All records are to be restated exactly, each line as it reads.

§ Data for this task:
▶

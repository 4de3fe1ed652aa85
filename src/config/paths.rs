//! Configuration directory resolution
//!
//! - Unix (Linux/macOS): XDG_CONFIG_HOME/dockhand or ~/.config/dockhand
//! - Windows: %APPDATA%\dockhand\config

use std::path::{Path, PathBuf};

pub const APP_NAME: &str = "dockhand";

/// Get the configuration directory path
///
/// Checks DOCKHAND_CONFIG_DIR first, then falls back to the platform default.
pub fn config_dir() -> PathBuf {
    std::env::var("DOCKHAND_CONFIG_DIR")
        .map(PathBuf::from)
        .unwrap_or_else(|_| {
            #[cfg(windows)]
            {
                use directories::ProjectDirs;
                ProjectDirs::from("", "", APP_NAME)
                    .map(|dirs| dirs.config_dir().to_path_buf())
                    .unwrap_or_else(|| PathBuf::from(".").join(".config").join(APP_NAME))
            }
            #[cfg(not(windows))]
            {
                use directories::BaseDirs;
                std::env::var("XDG_CONFIG_HOME")
                    .map(PathBuf::from)
                    .unwrap_or_else(|_| {
                        BaseDirs::new()
                            .map(|dirs| dirs.home_dir().join(".config"))
                            .unwrap_or_else(|| PathBuf::from(".").join(".config"))
                    })
                    .join(APP_NAME)
            }
        })
}

/// Settings file
pub fn root_config_path() -> PathBuf {
    config_dir().join("config.yaml")
}

/// Persisted groups
pub fn groups_path() -> PathBuf {
    config_dir().join(crate::groups::store::GROUPS_FILE)
}

/// Ensure a directory exists, creating it if necessary
pub fn ensure_dir(path: &Path) -> std::io::Result<()> {
    if !path.exists() {
        std::fs::create_dir_all(path)?;
    }
    Ok(())
}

◀

§ Solution for this problem:
repository 4de3fe1ed652aa85
filename src/config/paths.rs
//! Configuration directory resolution
//!
//! - Unix (Linux/macOS): XDG_CONFIG_HOME/dockhand or ~/.config/dockhand
//! - Windows: %APPDATA%\dockhand\config

use std::path::{Path, PathBuf};

pub const APP_NAME: &str = "dockhand";

/// Get the configuration directory path
///
/// Checks DOCKHAND_CONFIG_DIR first, then falls back to the platform default.
pub fn config_dir() -> PathBuf {
    std::env::var("DOCKHAND_CONFIG_DIR")
        .map(PathBuf::from)
        .unwrap_or_else(|_| {
            #[cfg(windows)]
            {
                use directories::ProjectDirs;
                ProjectDirs::from("", "", APP_NAME)
                    .map(|dirs| dirs.config_dir().to_path_buf())
                    .unwrap_or_else(|| PathBuf::from(".").join(".config").join(APP_NAME))
            }
            #[cfg(not(windows))]
            {
                use directories::BaseDirs;
                std::env::var("XDG_CONFIG_HOME")
                    .map(PathBuf::from)
                    .unwrap_or_else(|_| {
                        BaseDirs::new()
                            .map(|dirs| dirs.home_dir().join(".config"))
                            .unwrap_or_else(|| PathBuf::from(".").join(".config"))
                    })
                    .join(APP_NAME)
            }
        })
}

/// Settings file
pub fn root_config_path() -> PathBuf {
    config_dir().join("config.yaml")
}

/// Persisted groups
pub fn groups_path() -> PathBuf {
    config_dir().join(crate::groups::store::GROUPS_FILE)
}

/// Ensure a directory exists, creating it if necessary
pub fn ensure_dir(path: &Path) -> std::io::Result<()> {
    if !path.exists() {
        std::fs::create_dir_all(path)?;
    }
    Ok(())
}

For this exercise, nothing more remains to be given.